**Assigned task**
Output nothing but the lines from the first line of the entries to the line with "use mdview_storage::Listing;", inclusive, exactly as they read.

**Source data**
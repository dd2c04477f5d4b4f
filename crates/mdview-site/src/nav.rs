//! Sidebar navigation.
//!
//! Items come from configuration or, when none are configured, from the
//! documents storage lists. Consecutive items sharing a group name form one
//! collapsible group; the group holding the active document is expanded.

use mdview_renderer::doc_href;
use mdview_storage::Listing;
use serde::Serialize;

/// One link in the sidebar.
#[derive(Clone, Debug, PartialEq, Eq, Serialize)]
pub struct NavItem {
    pub title: String,
    /// Document path the link opens.
    pub doc: String,
    /// Viewer link, `?doc=<encoded path>`.
    pub href: String,
    pub active: bool,
}

impl NavItem {
    pub fn new(title: impl Into<String>, doc: impl Into<String>) -> Self {
        let doc = doc.into();
        Self {
            title: title.into(),
            href: doc_href(&doc),
            doc,
            active: false,
        }
    }
}

/// A run of items, optionally under a collapsible heading.
#[derive(Clone, Debug, PartialEq, Eq, Serialize)]
pub struct NavGroup {
    #[serde(skip_serializing_if = "Option::is_none")]
    pub name: Option<String>,
    pub items: Vec<NavItem>,
    /// True when the group holds the active item.
    pub expanded: bool,
}

/// The whole sidebar.
#[derive(Clone, Debug, Default, PartialEq, Eq, Serialize)]
pub struct Navigation {
    pub groups: Vec<NavGroup>,
}

impl Navigation {
    /// Build from `(title, doc, group)` entries, keeping their order.
    pub fn from_entries<I, T, D>(entries: I) -> Self
    where
        I: IntoIterator<Item = (T, D, Option<String>)>,
        T: Into<String>,
        D: Into<String>,
    {
        let mut groups: Vec<NavGroup> = Vec::new();
        for (title, doc, group) in entries {
            let item = NavItem::new(title, doc);
            match groups.last_mut() {
                Some(last) if last.name == group => last.items.push(item),
                _ => groups.push(NavGroup {
                    name: group,
                    items: vec![item],
                    expanded: false,
                }),
            }
        }
        Self { groups }
    }

    /// Build from a storage listing, grouping documents by their directory
    /// below `root`.
    pub fn from_listings(listings: Vec<Listing>, root: &str) -> Self {
        Self::from_entries(listings.into_iter().map(|listing| {
            let relative = listing.path.strip_prefix(root).unwrap_or(&listing.path);
            let group = relative
                .rsplit_once('/')
                .map(|(dir, _)| dir.to_owned());
            (listing.title, listing.path, group)
        }))
    }

    pub fn is_empty(&self) -> bool {
        self.groups.iter().all(|g| g.items.is_empty())
    }

    pub fn items(&self) -> impl Iterator<Item = &NavItem> {
        self.groups.iter().flat_map(|g| g.items.iter())
    }

    /// Copy of the sidebar with the item for `doc` marked active.
    ///
    /// With `None`, or a document that has no item, nothing is active.
    #[must_use]
    pub fn with_active(&self, doc: Option<&str>) -> Self {
        let mut nav = self.clone();
        for group in &mut nav.groups {
            for item in &mut group.items {
                item.active = doc == Some(item.doc.as_str());
            }
            group.expanded = group.items.iter().any(|item| item.active);
        }
        nav
    }

    pub fn active(&self) -> Option<&NavItem> {
        self.items().find(|item| item.active)
    }
}
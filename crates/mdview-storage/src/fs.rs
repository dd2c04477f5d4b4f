//! Filesystem storage implementation.

use std::fs;
use std::path::{Component, Path, PathBuf};

use glob::Pattern;

use crate::storage::{Listing, Storage, StorageError, StorageErrorKind, title_from_content, title_from_filename};

/// Backend identifier for error messages.
const BACKEND: &str = "Fs";

/// Reads documents below a source directory.
///
/// # Example
///
/// ```ignore
/// use std::path::PathBuf;
/// use mdview_storage::{FsStorage, Storage};
///
/// let storage = FsStorage::new(PathBuf::from("site"));
/// let text = storage.read("docs/index.md")?;
/// ```
#[derive(Debug, Clone)]
pub struct FsStorage {
    source_dir: PathBuf,
}

impl FsStorage {
    #[must_use]
    pub fn new(source_dir: PathBuf) -> Self {
        Self { source_dir }
    }

    pub fn source_dir(&self) -> &Path {
        &self.source_dir
    }

    /// Reject paths that are absolute or climb out of the source directory.
    fn validate_path(path: &Path) -> Result<(), StorageError> {
        let escapes = path
            .components()
            .any(|c| matches!(c, Component::ParentDir | Component::RootDir | Component::Prefix(_)));

        if escapes {
            return Err(StorageError::new(StorageErrorKind::InvalidPath)
                .with_path(path)
                .with_backend(BACKEND));
        }
        Ok(())
    }

    /// Hidden and underscore-prefixed entries are not listed.
    fn is_listed(relative: &Path) -> bool {
        relative.components().all(|c| match c {
            Component::Normal(name) => {
                let name = name.to_string_lossy();
                !name.starts_with('.') && !name.starts_with('_')
            }
            _ => false,
        })
    }
}

impl Storage for FsStorage {
    fn read(&self, path: &str) -> Result<String, StorageError> {
        let relative = Path::new(path);
        Self::validate_path(relative)?;
        let full_path = self.source_dir.join(relative);
        tracing::debug!(path = %full_path.display(), "Reading document");
        fs::read_to_string(&full_path)
            .map_err(|e| StorageError::io(e, Some(PathBuf::from(path))).with_backend(BACKEND))
    }

    fn list(&self, prefix: &str) -> Result<Vec<Listing>, StorageError> {
        let prefix = prefix.trim_end_matches('/');
        Self::validate_path(Path::new(prefix))?;
        let base = if prefix.is_empty() {
            self.source_dir.clone()
        } else {
            self.source_dir.join(prefix)
        };
        if !base.is_dir() {
            return Ok(Vec::new());
        }

        let pattern = format!("{}/**/*.md", Pattern::escape(&base.to_string_lossy()));
        let entries = glob::glob_with(
            &pattern,
            glob::MatchOptions {
                case_sensitive: false,
                ..glob::MatchOptions::new()
            },
        )
        .map_err(|e| {
            StorageError::new(StorageErrorKind::InvalidPath)
                .with_path(prefix)
                .with_backend(BACKEND)
                .with_source(e)
        })?;

        let mut listings = Vec::new();
        for entry in entries {
            let full_path = match entry {
                Ok(path) => path,
                Err(error) => {
                    tracing::debug!(%error, "Skipping unreadable entry");
                    continue;
                }
            };
            let Ok(relative) = full_path.strip_prefix(&self.source_dir) else {
                continue;
            };
            if !full_path.is_file() || !Self::is_listed(relative) {
                continue;
            }

            let path = relative
                .components()
                .map(|c| c.as_os_str().to_string_lossy())
                .collect::<Vec<_>>()
                .join("/");
            let title = fs::read_to_string(&full_path)
                .ok()
                .and_then(|content| title_from_content(&content))
                .unwrap_or_else(|| title_from_filename(&path));
            listings.push(Listing { path, title });
        }
        listings.sort_by(|a, b| a.path.cmp(&b.path));
        Ok(listings)
    }

    fn describe(&self) -> String {
        format!("fs:{}", self.source_dir.display())
    }
}

#[cfg(test)]
mod tests {
    use pretty_assertions::assert_eq;

    use super::*;

    fn create_test_dir() -> tempfile::TempDir {
        let dir = tempfile::tempdir().unwrap();
        fs::create_dir_all(dir.path().join("docs/methods")).unwrap();
        fs::write(dir.path().join("docs/index.md"), "# Overview\n\nText.").unwrap();
        fs::write(dir.path().join("docs/methods/data-sources.md"), "No heading here.").unwrap();
        fs::write(dir.path().join("docs/methods/_draft.md"), "# Draft").unwrap();
        fs::write(dir.path().join("docs/notes.txt"), "not markdown").unwrap();
        fs::create_dir_all(dir.path().join("docs/.hidden")).unwrap();
        fs::write(dir.path().join("docs/.hidden/secret.md"), "# Secret").unwrap();
        fs::write(dir.path().join("README.md"), "# Readme").unwrap();
        dir
    }

    #[test]
    fn test_fs_storage_is_send_sync() {
        fn assert_send_sync<T: Send + Sync>() {}
        assert_send_sync::<FsStorage>();
    }

    #[test]
    fn test_read_existing_file() {
        let dir = create_test_dir();
        let storage = FsStorage::new(dir.path().to_path_buf());

        assert_eq!(storage.read("docs/index.md").unwrap(), "# Overview\n\nText.");
    }

    #[test]
    fn test_read_missing_file() {
        let dir = create_test_dir();
        let storage = FsStorage::new(dir.path().to_path_buf());

        let err = storage.read("docs/missing.md").unwrap_err();
        assert_eq!(err.kind, StorageErrorKind::NotFound);
        assert_eq!(err.backend, Some("Fs"));
        assert_eq!(err.path.as_deref(), Some(Path::new("docs/missing.md")));
    }

    #[test]
    fn test_read_rejects_path_traversal() {
        let dir = create_test_dir();
        let storage = FsStorage::new(dir.path().join("docs"));

        let err = storage.read("../README.md").unwrap_err();
        assert_eq!(err.kind, StorageErrorKind::InvalidPath);

        let err = storage.read("/etc/passwd").unwrap_err();
        assert_eq!(err.kind, StorageErrorKind::InvalidPath);
    }

    #[test]
    fn test_list_titles_and_filters() {
        let dir = create_test_dir();
        let storage = FsStorage::new(dir.path().to_path_buf());

        let listings = storage.list("docs/").unwrap();
        assert_eq!(
            listings,
            vec![
                Listing {
                    path: "docs/index.md".to_owned(),
                    title: "Overview".to_owned(),
                },
                Listing {
                    path: "docs/methods/data-sources.md".to_owned(),
                    title: "Data Sources".to_owned(),
                },
            ]
        );
    }

    #[test]
    fn test_list_whole_site_and_missing_prefix() {
        let dir = create_test_dir();
        let storage = FsStorage::new(dir.path().to_path_buf());

        let paths: Vec<_> = storage.list("").unwrap().into_iter().map(|l| l.path).collect();
        assert_eq!(paths, ["README.md", "docs/index.md", "docs/methods/data-sources.md"]);
        assert!(storage.list("nowhere/").unwrap().is_empty());
    }

    #[test]
    fn test_describe() {
        let storage = FsStorage::new(PathBuf::from("site"));
        assert_eq!(storage.describe(), "fs:site");
    }
}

**Task solution**
repository dd2c04477f5d4b4f
filename crates/mdview-site/src/nav.rs
//! Sidebar navigation.
//!
//! Items come from configuration or, when none are configured, from the
//! documents storage lists. Consecutive items sharing a group name form one
//! collapsible group; the group holding the active document is expanded.

use mdview_renderer::doc_href;
use mdview_storage::Listing;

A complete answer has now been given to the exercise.